In some embodiments, the method further comprises administering to the subject an anticoagulant drug, such as heparin or enoxaparin (e.g., low doses thereof).

In some embodiments, the method further comprises administering vitamin D to the subject.

In some embodiments, the method further comprises administering prididysin (also known as dehydromembrane sphingosine B) to the subject (e.g., sold as aplidine).

In some embodiments, the method further comprises administering ivermectin to the subject.

In certain aspects, provided herein are methods of identifying a subject as at risk for an increased severity of a disease or disorder (e.g., an increased severity of symptoms associated with a viral infection and/or an increased severity of symptoms associated with an IL8, IL-6, IL-1 β, and/or TNF α -mediated disease or disorder), comprising determining the expression level of IL-8, IL-6, IL-1 β, and/or TNF α in a sample from the subject (e.g., a blood sample contacted with LPS), wherein an increased expression of IL-8, IL-6, IL-1 β, and/or TNF α indicates that the subject is at risk for an increased severity of the disease or disorder. Expression can be increased as compared to a standard, e.g., average or intermediate, or historical level of cytokine expression in a healthy subject cohort or a subject cohort not diagnosed with viral infection. In some embodiments, the method further comprises treating a disease or disorder in the subject (e.g., using the methods provided herein). In some embodiments, the disease or disorder comprises cytokine storm syndrome (cytokine release syndrome) (e.g., cytokine storm caused by a viral infection such as SARS-CoV-2 infection). In some embodiments, the disease or disorder comprises Severe Acute Respiratory Syndrome (SARS), influenza, or respiratory syncytial virus infection. In certain embodiments, the disease or disorder comprises a coronavirus infection (e.g., MERS, SARS (e.g., SARS-CoV-2)). In certain embodiments, the disease or disorder comprises SARS-CoV-2 infection. In some embodiments, the disease or disorder is COVID-19.

Drawings

FIG. 1 shows a waterfall plot demonstrating the percent change in IL-8 expression after 28 days of treatment of subjects with Prevotella histophila strain B (right) or placebo (left).

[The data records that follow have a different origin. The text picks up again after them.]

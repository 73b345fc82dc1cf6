//! PostgreSQL value mapping
//!
//! Arguments are bound onto `sqlx` queries from [`Value`]s, and result
//! columns are decoded into [`Value`]s by their Postgres type name.

use chrono::{DateTime, NaiveDate, NaiveDateTime, NaiveTime, Utc};
use row_mapper::{BufferedCursor, ExecResult, MapError};
use sqlx::encode::IsNull;
use sqlx::error::BoxDynError;
use sqlx::postgres::types::Oid;
use sqlx::postgres::{PgArgumentBuffer, PgArguments, PgQueryResult, PgRow, PgStatement, PgTypeInfo};
use sqlx::types::Decimal;
use sqlx::{Column, Postgres, Row, Statement, TypeInfo, ValueRef};
use type_mapping::{FromValue, Value, value_to_json};
use uuid::Uuid;

pub type PgQuery<'q> = sqlx::query::Query<'q, Postgres, PgArguments>;

/// NULL argument sent without a parameter type so the server infers one
/// from the statement
#[derive(Debug, Clone, Copy)]
pub struct UntypedNull;

impl sqlx::Type<Postgres> for UntypedNull {
    fn type_info() -> PgTypeInfo {
        // OID 0 leaves the parameter type unspecified
        PgTypeInfo::with_oid(Oid(0))
    }
}

impl sqlx::Encode<'_, Postgres> for UntypedNull {
    fn encode_by_ref(&self, _buf: &mut PgArgumentBuffer) -> Result<IsNull, BoxDynError> {
        Ok(IsNull::Yes)
    }
}

/// Bind one argument onto a query
pub fn bind_value(query: PgQuery<'_>, value: Value) -> PgQuery<'_> {
    match value {
        Value::Null => query.bind(UntypedNull),
        Value::Boolean(b) => query.bind(b),
        Value::SmallInt(v) => query.bind(v),
        Value::Integer(v) => query.bind(v),
        Value::BigInt(v) => query.bind(v),
        Value::Float(v) => query.bind(v),
        Value::Text(s) => query.bind(s),
        Value::Bytes(b) => query.bind(b),
        Value::Uuid(u) => query.bind(u),
        Value::Timestamp(t) => query.bind(t),
        Value::Decimal(s) => match s.trim().parse::<Decimal>() {
            Ok(d) => query.bind(d),
            Err(_) => query.bind(s),
        },
        Value::Json(j) => query.bind(j),
        Value::Array(items) => bind_array(query, items),
    }
}

/// Bind a list of arguments in order
pub fn bind_all(mut query: PgQuery<'_>, args: Vec<Value>) -> PgQuery<'_> {
    for value in args {
        query = bind_value(query, value);
    }
    query
}

/// Arrays bind as the Postgres array of their first element's type. Mixed
/// arrays fall back to a JSON array.
fn bind_array(query: PgQuery<'_>, items: Vec<Value>) -> PgQuery<'_> {
    let kind = items.iter().find(|v| !v.is_null()).map(Value::kind);
    let array = Value::Array(items);

    let typed = match kind {
        Some("smallint" | "integer") => Vec::<i32>::from_value(array.clone()).ok().map(TypedArray::Int4),
        Some("bigint") => Vec::<i64>::from_value(array.clone()).ok().map(TypedArray::Int8),
        Some("float") => Vec::<f64>::from_value(array.clone()).ok().map(TypedArray::Float8),
        Some("boolean") => Vec::<bool>::from_value(array.clone()).ok().map(TypedArray::Bool),
        Some("uuid") => Vec::<Uuid>::from_value(array.clone()).ok().map(TypedArray::Uuid),
        Some("text") | None => Vec::<String>::from_value(array.clone()).ok().map(TypedArray::Text),
        Some(_) => None,
    };

    match typed {
        Some(TypedArray::Int4(v)) => query.bind(v),
        Some(TypedArray::Int8(v)) => query.bind(v),
        Some(TypedArray::Float8(v)) => query.bind(v),
        Some(TypedArray::Bool(v)) => query.bind(v),
        Some(TypedArray::Uuid(v)) => query.bind(v),
        Some(TypedArray::Text(v)) => query.bind(v),
        None => query.bind(value_to_json(array)),
    }
}

enum TypedArray {
    Int4(Vec<i32>),
    Int8(Vec<i64>),
    Float8(Vec<f64>),
    Bool(Vec<bool>),
    Uuid(Vec<Uuid>),
    Text(Vec<String>),
}

fn nullable<T, F>(row: &PgRow, index: usize, wrap: F) -> Result<Value, sqlx::Error>
where
    T: for<'r> sqlx::Decode<'r, Postgres> + sqlx::Type<Postgres>,
    F: FnOnce(T) -> Value,
{
    Ok(row
        .try_get::<Option<T>, _>(index)?
        .map(wrap)
        .unwrap_or(Value::Null))
}

fn array<T, F>(row: &PgRow, index: usize, wrap: F) -> Result<Value, sqlx::Error>
where
    Vec<T>: for<'r> sqlx::Decode<'r, Postgres> + sqlx::Type<Postgres>,
    F: Fn(T) -> Value,
{
    nullable(row, index, |items: Vec<T>| {
        Value::Array(items.into_iter().map(&wrap).collect())
    })
}

/// Types without a dedicated arm are read as the UTF-8 text of their wire
/// value, which covers enums and text-like extension types. Anything else
/// is reported by type name.
fn text_fallback(row: &PgRow, index: usize, type_name: &str) -> Result<Value, sqlx::Error> {
    if row.try_get_raw(index)?.is_null() {
        return Ok(Value::Null);
    }
    row.try_get_unchecked::<String, _>(index)
        .map(Value::Text)
        .map_err(|_| sqlx::Error::ColumnDecode {
            index: index.to_string(),
            source: format!("unsupported Postgres type {}", type_name).into(),
        })
}

/// Decode one column of a row by its Postgres type
pub fn decode_column(row: &PgRow, index: usize) -> Result<Value, sqlx::Error> {
    let type_name = row.column(index).type_info().name().to_string();

    match type_name.as_str() {
        "BOOL" => nullable(row, index, Value::Boolean),
        "INT2" => nullable(row, index, Value::SmallInt),
        "INT4" => nullable(row, index, Value::Integer),
        "INT8" => nullable(row, index, Value::BigInt),
        "FLOAT4" => nullable(row, index, |f: f32| Value::Float(f64::from(f))),
        "FLOAT8" => nullable(row, index, Value::Float),
        "NUMERIC" => nullable(row, index, |d: Decimal| Value::Decimal(d.to_string())),
        "TEXT" | "VARCHAR" | "BPCHAR" | "NAME" => nullable(row, index, Value::Text),
        "UUID" => nullable(row, index, Value::Uuid),
        "TIMESTAMPTZ" => nullable(row, index, |t: DateTime<Utc>| Value::Timestamp(t)),
        "TIMESTAMP" => nullable(row, index, |t: NaiveDateTime| Value::from(t)),
        "DATE" => nullable(row, index, |d: NaiveDate| Value::Text(d.to_string())),
        "TIME" => nullable(row, index, |t: NaiveTime| Value::Text(t.to_string())),
        "JSON" | "JSONB" => nullable(row, index, Value::Json),
        "BYTEA" => nullable(row, index, Value::Bytes),
        "BOOL[]" => array(row, index, Value::Boolean),
        "INT2[]" => array(row, index, Value::SmallInt),
        "INT4[]" => array(row, index, Value::Integer),
        "INT8[]" => array(row, index, Value::BigInt),
        "FLOAT4[]" => array(row, index, |f: f32| Value::Float(f64::from(f))),
        "FLOAT8[]" => array(row, index, Value::Float),
        "NUMERIC[]" => array(row, index, |d: Decimal| Value::Decimal(d.to_string())),
        "TEXT[]" | "VARCHAR[]" => array(row, index, Value::Text),
        "UUID[]" => array(row, index, Value::Uuid),
        other => text_fallback(row, index, other),
    }
}

/// Column names of a fetched row
pub fn row_columns(row: &PgRow) -> Vec<String> {
    row.columns()
        .iter()
        .map(|column| column.name().to_string())
        .collect()
}

/// Column names a prepared statement will return
pub fn statement_columns(statement: &PgStatement<'_>) -> Vec<String> {
    statement
        .columns()
        .iter()
        .map(|column| column.name().to_string())
        .collect()
}

/// Fetched rows as a cursor over `columns`
pub fn buffer_rows(columns: Vec<String>, rows: Vec<PgRow>) -> Result<BufferedCursor, MapError> {
    let values = rows
        .iter()
        .map(|row| {
            (0..row.len())
                .map(|index| decode_column(row, index))
                .collect::<Result<Vec<_>, _>>()
        })
        .collect::<Result<Vec<_>, _>>()
        .map_err(MapError::database)?;

    Ok(BufferedCursor::new(columns, values))
}

pub fn exec_result(result: PgQueryResult) -> ExecResult {
    ExecResult {
        rows_affected: result.rows_affected(),
        last_insert_id: None,
    }
}
//! Record shape traits
//!
//! These traits are normally implemented by `#[derive(Record)]` and
//! `#[derive(Params)]`. Hand-written impls must list fields in declaration
//! order and return handles in the same order from [`Record::fields_mut`].

use std::sync::Arc;
use type_mapping::{Scan, Value};

/// One mapped field of a record
#[derive(Debug, Clone, Copy, PartialEq, Eq)]
pub struct FieldDef {
    /// Declared field name
    pub ident: &'static str,
    /// Explicit column name override, used verbatim
    pub column: Option<&'static str>,
}

impl FieldDef {
    pub const fn new(ident: &'static str) -> Self {
        Self {
            ident,
            column: None,
        }
    }

    pub const fn renamed(ident: &'static str, column: &'static str) -> Self {
        Self {
            ident,
            column: Some(column),
        }
    }
}

/// Field layout of a record type
#[derive(Debug, Clone, Copy, PartialEq, Eq)]
pub enum Shape {
    /// Struct with named fields, listed in declaration order
    Named(&'static [FieldDef]),
    /// Tuple struct with the given arity
    Tuple(usize),
    Unit,
}

/// Static description of a record type
#[derive(Debug, Clone, Copy, PartialEq, Eq)]
pub struct RecordType {
    pub name: &'static str,
    pub shape: Shape,
}

impl RecordType {
    pub const fn named(name: &'static str, fields: &'static [FieldDef]) -> Self {
        Self {
            name,
            shape: Shape::Named(fields),
        }
    }
}

/// A type whose instances can be filled from result rows
pub trait Record: Default + Send + 'static {
    fn record_type() -> RecordType;

    /// Mutable handles to every mapped field, in declaration order
    fn fields_mut(&mut self) -> Vec<&mut dyn Scan>;
}

/// A type whose fields can be bound to named query parameters
pub trait Params: 'static {
    fn param_type() -> RecordType;

    /// Values of every mapped field, in declaration order
    fn param_values(&self) -> Vec<Value>;
}

/// How a populated record is stored in an output collection
#[derive(Debug, Clone, Copy, PartialEq, Eq)]
pub enum ElementKind {
    /// Owned copy (`Vec<R>`)
    Value,
    /// Heap allocation (`Vec<Box<R>>`)
    Boxed,
    /// Shared handle (`Vec<Arc<R>>`)
    Shared,
}

/// Element type of a collection the materializer can append to
pub trait Element: Send + Sized {
    type Record: Record;

    const KIND: ElementKind;

    fn wrap(record: Self::Record) -> Self;
}

impl<R: Record> Element for Box<R> {
    type Record = R;

    const KIND: ElementKind = ElementKind::Boxed;

    fn wrap(record: R) -> Self {
        Box::new(record)
    }
}

impl<R: Record + Sync> Element for Arc<R> {
    type Record = R;

    const KIND: ElementKind = ElementKind::Shared;

    fn wrap(record: R) -> Self {
        Arc::new(record)
    }
}
//! Named-parameter queries
//!
//! Parameters are bound through the collaborator's [`Binder`] so the
//! placeholders match its driver, then the query runs as usual.

use crate::errors::MapError;
use crate::facade::queryx;
use crate::rows::Rows;
use crate::traits::{Binder, ExecResult, Execer, Queryer};
use field_map::{Params, Value};
use std::collections::HashMap;

/// Query with parameters taken from the fields of `params`
pub async fn named_query<E, P>(e: &E, sql: &str, params: &P) -> Result<Rows<E::Cursor>, MapError>
where
    E: Binder + Queryer,
    P: Params,
{
    let (sql, args) = e.bind_params(sql, params)?;
    queryx(e, &sql, args).await
}

/// Execute with parameters taken from the fields of `params`
pub async fn named_exec<E, P>(e: &E, sql: &str, params: &P) -> Result<ExecResult, MapError>
where
    E: Binder + Execer,
    P: Params,
{
    let (sql, args) = e.bind_params(sql, params)?;
    e.execute(&sql, args).await
}

/// Query with parameters looked up by name in `args`
pub async fn named_query_map<E>(
    e: &E,
    sql: &str,
    args: &HashMap<String, Value>,
) -> Result<Rows<E::Cursor>, MapError>
where
    E: Binder + Queryer,
{
    let (sql, args) = e.bind_map(sql, args)?;
    queryx(e, &sql, args).await
}

/// Execute with parameters looked up by name in `args`
pub async fn named_exec_map<E>(
    e: &E,
    sql: &str,
    args: &HashMap<String, Value>,
) -> Result<ExecResult, MapError>
where
    E: Binder + Execer,
{
    let (sql, args) = e.bind_map(sql, args)?;
    e.execute(&sql, args).await
}
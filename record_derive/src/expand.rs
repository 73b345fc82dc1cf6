//! Code generation for the `Record` and `Params` derives
//!
//! Generated code only names items through `field_map::`, so the derives work
//! from any crate that depends on `field_map` directly or through the
//! top-level `rowmap` re-export.

use proc_macro2::TokenStream;
use quote::quote;

use crate::parsing::{FieldInfo, RecordInfo, ShapeInfo};

fn field_defs(fields: &[FieldInfo]) -> Vec<TokenStream> {
    fields
        .iter()
        .map(|field| {
            let declared = &field.declared;
            match &field.column {
                Some(column) => quote! { field_map::FieldDef::renamed(#declared, #column) },
                None => quote! { field_map::FieldDef::new(#declared) },
            }
        })
        .collect()
}

/// Body of `record_type()` / `param_type()`
fn record_type_body(record: &RecordInfo) -> TokenStream {
    let type_name = record.ident.to_string();

    match &record.shape {
        ShapeInfo::Named(fields) => {
            let defs = field_defs(fields);
            quote! {
                const FIELDS: &[field_map::FieldDef] = &[#(#defs),*];
                field_map::RecordType::named(#type_name, FIELDS)
            }
        }
        ShapeInfo::Tuple(arity) => quote! {
            field_map::RecordType {
                name: #type_name,
                shape: field_map::Shape::Tuple(#arity),
            }
        },
        ShapeInfo::Unit => quote! {
            field_map::RecordType {
                name: #type_name,
                shape: field_map::Shape::Unit,
            }
        },
    }
}

pub fn expand_record(record: &RecordInfo) -> TokenStream {
    let name = &record.ident;
    let (impl_generics, ty_generics, where_clause) = record.generics.split_for_impl();
    let record_type = record_type_body(record);

    // Tuple and unit shapes never get a descriptor, so they expose no handles
    let handles = match &record.shape {
        ShapeInfo::Named(fields) => {
            let idents = fields.iter().map(|f| &f.ident);
            quote! {
                vec![#(&mut self.#idents as &mut dyn field_map::Scan),*]
            }
        }
        ShapeInfo::Tuple(_) | ShapeInfo::Unit => quote! { Vec::new() },
    };

    quote! {
        impl #impl_generics field_map::Record for #name #ty_generics #where_clause {
            fn record_type() -> field_map::RecordType {
                #record_type
            }

            fn fields_mut(&mut self) -> Vec<&mut dyn field_map::Scan> {
                #handles
            }
        }

        impl #impl_generics field_map::Element for #name #ty_generics #where_clause {
            type Record = Self;

            const KIND: field_map::ElementKind = field_map::ElementKind::Value;

            fn wrap(record: Self) -> Self {
                record
            }
        }
    }
}

pub fn expand_params(record: &RecordInfo) -> TokenStream {
    let name = &record.ident;
    let (impl_generics, ty_generics, where_clause) = record.generics.split_for_impl();
    let param_type = record_type_body(record);

    let values = match &record.shape {
        ShapeInfo::Named(fields) => {
            let idents = fields.iter().map(|f| &f.ident);
            quote! {
                vec![#(field_map::Value::from(::core::clone::Clone::clone(&self.#idents))),*]
            }
        }
        ShapeInfo::Tuple(_) | ShapeInfo::Unit => quote! { Vec::new() },
    };

    quote! {
        impl #impl_generics field_map::Params for #name #ty_generics #where_clause {
            fn param_type() -> field_map::RecordType {
                #param_type
            }

            fn param_values(&self) -> Vec<field_map::Value> {
                #values
            }
        }
    }
}

#[cfg(test)]
mod tests {
    use super::*;
    use crate::parsing::parse_record;
    use syn::{parse_quote, DeriveInput};

    fn render(tokens: TokenStream) -> String {
        tokens.to_string().split_whitespace().collect::<Vec<_>>().join(" ")
    }

    #[test]
    fn test_record_lists_only_mapped_fields() {
        let input: DeriveInput = parse_quote! {
            struct User {
                #[column("id")]
                user_id: i64,
                name: String,
                #[column(skip)]
                scratch: u8,
            }
        };
        let output = render(expand_record(&parse_record(&input).unwrap()));

        assert!(output.contains("field_map :: FieldDef :: renamed (\"user_id\" , \"id\")"));
        assert!(output.contains("field_map :: FieldDef :: new (\"name\")"));
        assert!(output.contains("& mut self . user_id as & mut dyn field_map :: Scan"));
        assert!(!output.contains("scratch"));
        assert!(output.contains("field_map :: ElementKind :: Value"));
    }

    #[test]
    fn test_tuple_record_has_no_handles() {
        let input: DeriveInput = parse_quote! { struct Pair(i32, i32); };
        let output = render(expand_record(&parse_record(&input).unwrap()));

        assert!(output.contains("field_map :: Shape :: Tuple (2usize)"));
        assert!(output.contains("Vec :: new ()"));
    }

    #[test]
    fn test_params_clone_each_field_into_value() {
        let input: DeriveInput = parse_quote! {
            struct NewUser {
                name: String,
                #[column("mail")]
                email: String,
            }
        };
        let output = render(expand_params(&parse_record(&input).unwrap()));

        assert!(output.contains("impl field_map :: Params for NewUser"));
        assert!(output.contains(
            "field_map :: Value :: from (:: core :: clone :: Clone :: clone (& self . email))"
        ));
    }
}
use crate::jvm::class_file::{self, ConstantsPool, ConstantsWriter, Exceptions, Signature};
use crate::jvm::model::{
    serialize_raw_attributes, Annotations, Code, ConstantResolver, ElementValue, MethodContext,
    ParameterAnnotations, RawAttribute,
};
use crate::jvm::{
    BinaryName, Error, MethodAccessFlags, MethodDescriptor, Name, RenderDescriptor,
    UnqualifiedName,
};

/// Method declared by a class
#[derive(Debug, Clone, PartialEq)]
pub struct Method {
    pub access_flags: MethodAccessFlags,
    pub name: UnqualifiedName,
    pub descriptor: MethodDescriptor<BinaryName>,

    /// Generic signature
    pub signature: Option<String>,

    /// Checked exceptions declared in the `throws` clause
    pub exceptions: Vec<BinaryName>,
    pub annotations: Annotations,
    pub parameter_annotations: ParameterAnnotations,

    /// Default value of an annotation interface element
    pub annotation_default: Option<ElementValue>,

    /// Body of the method (absent for `abstract` and `native` methods)
    pub code: Option<Code>,

    /// Every other attribute, kept verbatim
    pub attributes: Vec<RawAttribute>,
}

impl Method {
    /// Method with no body and no attributes
    pub fn new(
        access_flags: MethodAccessFlags,
        name: UnqualifiedName,
        descriptor: MethodDescriptor<BinaryName>,
    ) -> Method {
        Method {
            access_flags,
            name,
            descriptor,
            signature: None,
            exceptions: vec![],
            annotations: Annotations::default(),
            parameter_annotations: ParameterAnnotations::default(),
            annotation_default: None,
            code: None,
            attributes: vec![],
        }
    }

    pub fn is_static(&self) -> bool {
        self.access_flags.contains(MethodAccessFlags::STATIC)
    }

    /// Information needed to lift or lower the body of this method
    pub fn context<'a>(&'a self, class_name: &'a BinaryName) -> MethodContext<'a> {
        MethodContext {
            class_name,
            method_name: &self.name,
            descriptor: &self.descriptor,
            is_static: self.is_static(),
        }
    }

    pub fn parse_method(
        method: &class_file::Method,
        resolver: &ConstantResolver,
        class_name: &BinaryName,
    ) -> Result<Method, Error> {
        let mut parsed = Method::new(
            method.access_flags,
            resolver.unqualified_name(method.name_index)?,
            resolver.method_descriptor(method.descriptor_index)?,
        );

        // The body is lifted last, since it needs the name and descriptor
        let mut code_attribute = None;
        for attribute in &method.attributes {
            let name = resolver.constants.utf8(attribute.name_index)?;
            if parsed
                .annotations
                .parse_attribute(name, attribute, resolver)?
                || parsed
                    .parameter_annotations
                    .parse_attribute(name, attribute, resolver)?
            {
                continue;
            }
            match name {
                "Code" => code_attribute = Some(attribute.parse::<class_file::Code>()?),
                "Exceptions" => {
                    parsed.exceptions = attribute
                        .parse::<Exceptions>()?
                        .0
                        .into_iter()
                        .map(|exception| resolver.class_name(exception))
                        .collect::<Result<_, _>>()?;
                }
                "Signature" => {
                    let signature = attribute.parse::<Signature>()?.signature;
                    parsed.signature = Some(resolver.utf8(signature)?);
                }
                "AnnotationDefault" => {
                    let value = attribute.parse::<class_file::AnnotationDefault>()?.0;
                    parsed.annotation_default =
                        Some(ElementValue::parse_element_value(&value, resolver)?);
                }
                _ => parsed
                    .attributes
                    .push(RawAttribute::parse_raw(attribute, &resolver.constants)?),
            }
        }

        if let Some(code) = code_attribute {
            let context = parsed.context(class_name);
            let code = Code::parse_code(&code, resolver, &context)?;
            parsed.code = Some(code);
        }

        Ok(parsed)
    }

    pub fn serialize_method(
        &self,
        constants_pool: &mut ConstantsPool,
        class_name: &BinaryName,
    ) -> Result<class_file::Method, Error> {
        let name_index = constants_pool.get_utf8(self.name.as_str())?;
        let descriptor_index = constants_pool.get_utf8(&self.descriptor.render())?;

        let mut attributes = vec![];
        if let Some(code) = &self.code {
            let code = code.serialize_code(constants_pool, &self.context(class_name))?;
            attributes.push(constants_pool.get_attribute(code)?);
        }
        if !self.exceptions.is_empty() {
            let exceptions = self
                .exceptions
                .iter()
                .map(|exception| exception.constant_index(constants_pool))
                .collect::<Result<_, _>>()?;
            attributes.push(constants_pool.get_attribute(Exceptions(exceptions))?);
        }
        if let Some(signature) = &self.signature {
            let signature = constants_pool.get_utf8(signature.as_str())?;
            attributes.push(constants_pool.get_attribute(Signature { signature })?);
        }
        self.annotations
            .serialize_annotations(constants_pool, &mut attributes)?;
        self.parameter_annotations
            .serialize_annotations(constants_pool, &mut attributes)?;
        if let Some(default) = &self.annotation_default {
            let default = default.serialize_element_value(constants_pool)?;
            attributes.push(constants_pool.get_attribute(class_file::AnnotationDefault(default))?);
        }
        serialize_raw_attributes(&self.attributes, constants_pool, &mut attributes)?;

        Ok(class_file::Method {
            access_flags: self.access_flags,
            name_index,
            descriptor_index,
            attributes,
        })
    }
}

FIG. 2 shows a waterfall plot demonstrating the percent change in IL-6 expression after 28 days of treatment of subjects with Prevotella histolytica strain B (right) or placebo (left).

Figure 3 shows a waterfall plot demonstrating the percent change in TNF α expression after 28 days of treatment of subjects with preprohio strain B (right) or placebo (left).

FIG. 4 shows a waterfall plot demonstrating the percent change in IL-1 β expression after 28 days of treatment of subjects with Prevotella histophila strain B (right) or placebo (left).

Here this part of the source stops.